With highlands in the west and plains in the east, China has a varied topography. The plane of the land may be divided into three tiers. The Qinghai-Tibet Plateau that rises more than 4000m above sea-level forms the highest tier. It is a land of peaks and valleys studded with innumerable lakes. Along the plateau's southwestern fringe is the Himalayan Range, on the eastern section of which looms the 8,848.13 meter-high Mt. Everest, the world's highest peak.

The vast area north and east of the Qinghai-Tibet Plateau that drops to an elevation below 1,100-2,000m forms the second tier-a land interspersed with extensive basins and highlands. Here the Turpan Basin in Xinjiang is 154m below sea-level-the lowest depression in China. The third tier is a vast area of rolling hills and plains with an elevation below 500m lying east of the line running from the Greater Hinggan and Taihang ranges in the north to the foothills of the Wushan Mountains and the Yunnan-Guizhou Highlands in the south. Though some peaks in this area are as high as 2,000m, the plains along the coast have an elevation of less than 50m.

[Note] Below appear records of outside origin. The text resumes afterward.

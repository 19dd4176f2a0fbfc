//! Reverse BWT: a parallel pointer chase.
//!
//! `next[k]` holds the row of the text-successor of row `k`, so following
//! `next` from row 0 (the sentinel row) visits the rows in text order. A
//! single chase is inherently sequential; instead the row space is seeded
//! with many walkers over disjoint output ranges. A walker stops when it
//! reaches a row another walker started from (the seed rows carry a visited
//! bit) or when its output range fills; finished walkers donate leftover
//! space to stalled ones. The decoded fragments are finally stitched
//! together by matching end row to start row.

use log::trace;
use rayon::prelude::*;

use crate::tools::pool::WorkerPool;
use crate::tools::shared::SharedSlice;

const VISITED: u32 = 0x8000_0000;
const ROW_MASK: u32 = 0x7fff_ffff;
/// Upper bound on chase walkers per worker.
const WALKERS_PER_WORKER: usize = 256;

struct Walker {
    start_row: usize,
    cur_row: u32,
    begin: usize,
    cur: usize,
    end: usize,
}

struct Fragment {
    begin: usize,
    end: usize,
    start_row: usize,
    end_row: usize,
}

pub(crate) fn reverse_transform(buffer: &mut [u8], sentinel: usize, pool: &WorkerPool) {
    let n = buffer.len();
    let workers = pool.workers();
    let per = (n + workers - 1) / workers;

    // Starting rank of each (worker, symbol) pair; rank 0 is the sentinel
    // row, so symbol ranks begin at 1.
    let mut ranks: Vec<[i32; 256]> = vec![[0; 256]; workers];
    pool.install(|| {
        ranks
            .par_iter_mut()
            .zip(buffer.par_chunks(per))
            .for_each(|(rank, chunk)| {
                for &b in chunk {
                    rank[b as usize] += 1;
                }
            });
    });
    let mut base = 1i32;
    for c in 0..256 {
        for rank in ranks.iter_mut() {
            let count = rank[c];
            rank[c] = base;
            base += count;
        }
    }

    // next[k]: row of the text-successor of row k. The successor of the
    // sentinel row is the row holding rotation 0, which is what the
    // sentinel index names. syms[k]: the BWT byte of row k itself.
    let mut next = vec![0u32; n + 1];
    let mut syms = vec![0u8; n + 1];
    next[0] = sentinel as u32;
    syms[0] = buffer[0];
    {
        let next_view = SharedSlice::new(&mut next);
        let data: &[u8] = buffer;
        pool.install(|| {
            ranks.par_iter_mut().enumerate().for_each(|(w, rank)| {
                let start = w * per;
                let end = ((w + 1) * per).min(n);
                if start >= end {
                    return;
                }
                let mut row = start + (start > sentinel) as usize;
                for (i, &b) in data[start..end].iter().enumerate() {
                    let i = start + i;
                    row += (i == sentinel) as usize;
                    let k = rank[b as usize];
                    rank[b as usize] += 1;
                    unsafe { next_view.set(k as usize, row as u32) };
                    row += 1;
                }
            });
        });
        pool.install(|| {
            syms[1..].par_iter_mut().enumerate().for_each(|(k, sym)| {
                let k = k + 1;
                *sym = data[k - (k >= sentinel) as usize];
            });
        });
    }

    // Seed walkers at evenly spaced rows; each seed slot gets the visited
    // bit so other walkers stop there.
    let first_row = next[0] as usize;
    let num_walkers = (workers * WALKERS_PER_WORKER).min(n + 1);
    let span = (2 * (n + 1) - 1) / num_walkers;
    let mut walkers: Vec<Walker> = Vec::with_capacity(num_walkers + 1);
    let mut row_idx = 0usize;
    let mut out = 0usize;
    while row_idx < n + 1 {
        let size = span.min(n + 1 - row_idx);
        walkers.push(Walker {
            start_row: (next[row_idx] & ROW_MASK) as usize,
            cur_row: next[row_idx],
            begin: out,
            cur: out,
            end: out + size,
        });
        next[row_idx] |= VISITED;
        row_idx += size;
        out += size;
    }
    trace!("decoding with {} chase walkers", walkers.len());

    // One slot of slack beyond the n output bytes: the sentinel-row visit
    // writes a placeholder without advancing, and with exactly n slots the
    // decode could exhaust every range with that one visit still pending.
    let mut scratch = vec![0u8; n + 1];
    let mut fragments: Vec<Fragment> = Vec::with_capacity(walkers.len() * 2);
    let mut spare: Vec<(usize, usize)> = Vec::new();
    let next_ref: &[u32] = &next;
    let syms_ref: &[u8] = &syms;
    while !walkers.is_empty() {
        let group = ((walkers.len() * 2 - 1) / workers).max(1);
        let scratch_view = SharedSlice::new(&mut scratch);
        pool.install(|| {
            walkers.par_chunks_mut(group).for_each(|chunk| loop {
                let mut progressed = false;
                for walker in chunk.iter_mut() {
                    if walker.cur_row & VISITED == 0 && walker.cur < walker.end {
                        progressed = true;
                        let row = walker.cur_row as usize;
                        unsafe { scratch_view.set(walker.cur, syms_ref[row]) };
                        // The sentinel row contributes no byte; the slot is
                        // rewritten by the next step.
                        walker.cur += (row != sentinel) as usize;
                        walker.cur_row = next_ref[row];
                    }
                }
                if !progressed {
                    break;
                }
            });
        });

        // Harvest: record decoded fragments, drop finished walkers, and hand
        // their leftover output space to walkers that ran out.
        walkers.retain_mut(|walker| {
            let finished = walker.cur_row & VISITED != 0;
            if finished || walker.cur > walker.begin {
                fragments.push(Fragment {
                    begin: walker.begin,
                    end: walker.cur,
                    start_row: walker.start_row,
                    end_row: (walker.cur_row & ROW_MASK) as usize,
                });
                walker.start_row = (walker.cur_row & ROW_MASK) as usize;
            }
            if finished && walker.cur < walker.end {
                spare.push((walker.cur, walker.end));
            }
            !finished
        });
        for walker in walkers.iter_mut() {
            let (begin, end) = spare.pop().unwrap_or((0, 0));
            walker.begin = begin;
            walker.cur = begin;
            walker.end = end;
        }
    }

    // Stitch the fragments in text order, starting from the successor of
    // the sentinel row.
    let mut pos = 0usize;
    let mut row = first_row;
    while pos < n {
        let fragment = fragments
            .iter()
            .find(|f| f.start_row == row)
            .expect("decoded fragment chain is broken");
        let len = fragment.end - fragment.begin;
        buffer[pos..pos + len].copy_from_slice(&scratch[fragment.begin..fragment.end]);
        pos += len;
        row = fragment.end_row;
    }
}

Off the Chinese coast is an extensive continental shelf richly endowed with petroleum, natural gas and marine resources.

There are many mountain ranges in China. Those extending from east to west are the Tian Shan-Yinshan ranges and those in the center are the Kunlun-Qinling ranges, and those in the south are the Nanling ranges. Ranges that stretch in a northeast-southwest direction are, for the most part, located in the eastern part of China. They are the Greater Hinggan Range, Taihang, Wushan, Xuefengshan, Changbaishan and Wuyishan ranges. Those running in a NW-SE direction are the Altai mountains and Qilianshan ranges. Ranges that run in a north-south direction are the Hengduanshan and Helanshan ranges. And on the border between China and India, Nepal and other countries looms the 2400 kilometers-long Himalayan Range with an average elevation of 6,000m.